# Proposed destruction of Buzzard nests!!



## CurlyBoy (Jan 13, 2008)

Just seen a news report of the proposed destruction of Buzzard nests to reduce the predation on Pheasants :evil: :evil: :evil: totally unnecessary IMHO,and I am a member of a game shooting club.

curlyboy


----------



## Spacerunner (Mar 18, 2006)

Thats disgraceful. We get a lot of pleasure from watching buzzards and other birds of prey.

I'm sure they take far more pest species than game birds.

Maybe they (?) should turn this on its head and ban breeding pheasants for sporting purposes.
Seeing as gamekeepers _et al_ want to slaughter buzzards, foxes, badgers, otters and any other predatory wildlife just so they can indulge in an unhealthy bloodlust in the name of sport.


----------



## 96299 (Sep 15, 2005)

So they want to persecute an indigenous species because it sometimes preys on a non ingenuous one.

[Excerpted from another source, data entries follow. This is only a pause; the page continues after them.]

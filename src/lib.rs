//! Shift-scheduling engine for weekly workforce rosters.
//!
//! This crate models a week of work shifts per employee per location,
//! computes wages (including weekly- and daily-cap overtime), tracks the
//! draft/published/pending-deletion lifecycle of each shift, aggregates
//! week-level wage statistics, detects scheduling conflicts, and assembles
//! the atomic publish/unpublish/clone batches that an external document
//! store commits.

#![warn(missing_docs)]

pub mod api;
pub mod calculation;
pub mod config;
pub mod error;
pub mod models;
pub mod schedule;
//! ISO week identifiers and week-date helpers.
//!
//! Weeks are identified by their ISO week-year and week number, formatted
//! as `YYYY-Www` (e.g. `2024-W23`). All week arithmetic in the engine is
//! anchored to the Monday that starts the ISO week.

use std::fmt;
use std::str::FromStr;

use chrono::{Datelike, NaiveDate, Weekday};
use serde::{Deserialize, Serialize};

use crate::error::EngineError;

/// Identifies one ISO week of one year, e.g. `2024-W23`.
///
/// # Example
///
/// ```
/// use roster_engine::models::WeekId;
/// use chrono::NaiveDate;
///
/// let week = WeekId::from_date(NaiveDate::from_ymd_opt(2024, 6, 5).unwrap());
/// assert_eq!(week.to_string(), "2024-W23");
/// assert_eq!(week.first_day(), NaiveDate::from_ymd_opt(2024, 6, 3).unwrap()); // Monday
/// ```
#[derive(Debug, Clone, PartialEq, Eq, Hash, Serialize, Deserialize)]
#[serde(try_from = "String", into = "String")]
pub struct WeekId {
    year: i32,
    week: u32,
}

impl WeekId {
    /// Creates a week id from an ISO year and week number.
    ///
    /// Returns an error if the pair does not denote an existing ISO week
    /// (e.g. week 53 of a 52-week year).
    pub fn new(year: i32, week: u32) -> Result<Self, EngineError> {
        if NaiveDate::from_isoywd_opt(year, week, Weekday::Mon).is_none() {
            return Err(EngineError::InvalidWeekId {
                value: format!("{year}-W{week:02}"),
            });
        }
        Ok(Self { year, week })
    }

    /// Returns the week id containing the given calendar date.
    pub fn from_date(date: NaiveDate) -> Self {
        let iso = date.iso_week();
        Self {
            year: iso.year(),
            week: iso.week(),
        }
    }

    /// Returns the Monday that starts this ISO week.
    pub fn first_day(&self) -> NaiveDate {
        // new() guarantees the pair is constructible
        NaiveDate::from_isoywd_opt(self.year, self.week, Weekday::Mon)
            .expect("validated ISO week")
    }

    /// Returns the ISO year component.
    pub fn year(&self) -> i32 {
        self.year
    }

    /// Returns the ISO week number component (1-53).
    pub fn week(&self) -> u32 {
        self.week
    }
}

impl fmt::Display for WeekId {
    fn fmt(&self, f: &mut fmt::Formatter<'_>) -> fmt::Result {
        write!(f, "{}-W{:02}", self.year, self.week)
    }
}

impl FromStr for WeekId {
    type Err = EngineError;

    fn from_str(s: &str) -> Result<Self, Self::Err> {
        let invalid = || EngineError::InvalidWeekId {
            value: s.to_string(),
        };
        let (year_part, week_part) = s.split_once("-W").ok_or_else(invalid)?;
        let year: i32 = year_part.parse().map_err(|_| invalid())?;
        let week: u32 = week_part.parse().map_err(|_| invalid())?;
        Self::new(year, week).map_err(|_| invalid())
    }
}

impl TryFrom<String> for WeekId {
    type Error = EngineError;

    fn try_from(value: String) -> Result<Self, Self::Error> {
        value.parse()
    }
}

impl From<WeekId> for String {
    fn from(value: WeekId) -> Self {
        value.to_string()
    }
}

/// Returns the ISO weekday number (Monday = 1 through Sunday = 7) of a date.
pub fn iso_weekday(date: NaiveDate) -> u32 {
    date.weekday().number_from_monday()
}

Oh that sounds about right. Idiots the lot of them. :evil: 

Steve


----------



## Penquin (Oct 15, 2007)

Until 20 years ago Buzzards were an endangered species in the UK, there are now believed to be approx 37,000 over the entire UK - which calculating at 97,000 odd square miles means less than 3 per square mile - hardly a massive over population.

There are calculated to be 35,000,000 pheasants raised each year.....

DEFRA is planning to spend literally £,000's to carry out a study to control the buzzards. It has been calculated by the RSPB that the cost of the buzzards per shoot i.e. per YEAR is about £30........

in these days of economic constraint it is madness to even consider such a thing.......

Buzzards and pheasants abound here in rural France - we see buzzards several times every day and they are active all round here - 
Oh yes, the pheasants are also hunted without any problems (and the deer and the boar - all within the woodland about 200 m from where I am currently sitting...... and there are NO campaigns by the hunters to remove them or limit their population.

DEFRA should be brought to task (or better still culled for their monumental mis-handling of virtually everything they get involved with e.g. foot and mouth, swine flu, avian flu, badgers, buzzards, milk production, fishing policies, land use, subsidies - the list is endless - but they have been involved with all of these over the past few years :roll:  )

Stop them in their tracks before they start any more money-wasting nonsense......

Dave


----------



## ardgour (Mar 22, 2008)

Yes there are lots of buzzards around these days, even had one sitting aatop the telegraph pole in the corner of my garden last month eyeing up the visitors to the bird table  
They are magnificent birds and as has been said - a native species.
My dad lives on the Yorkshire moors near a shooting estate and regularly has a couple of dozen pheasants wandering round his garden, always seems to be more than enough around waiting to be shot, it would be difficult to argue that buzzards were causing a problem there.
Since when has it been defra's job to look after the interests of the shooting brigade?

Chris


----------



## bigbazza (Mar 6, 2008)

I used to glide with 5 metre model planes in competition, there was nothing better than spotting a buzzard and slowly following.
They hardly ever flapped their wings yet could stay airborne for ages.
Beautiful British birds, *LEAVE THEM ALONE*. 8O


----------



## GROUNDHOG (Mar 7, 2006)

When we moved to Cornwall many years ago the previous owners of the house left us a dove cot with about 30 doves, very pretty and the flipping things spent there entire lives making more doves and sh...ing all over every part of the house.

I didn't have the heart to get rid of them and couldn't find anyone who wanted them, ( the cot was the size of the Taj Mahal) so I would like to thank Mr & Mrs Buzzard who live in the trees nearby and their mates Mr & Mrs Sparrowhawk for solving the problem as nature intended.

Now about the squirrels......


----------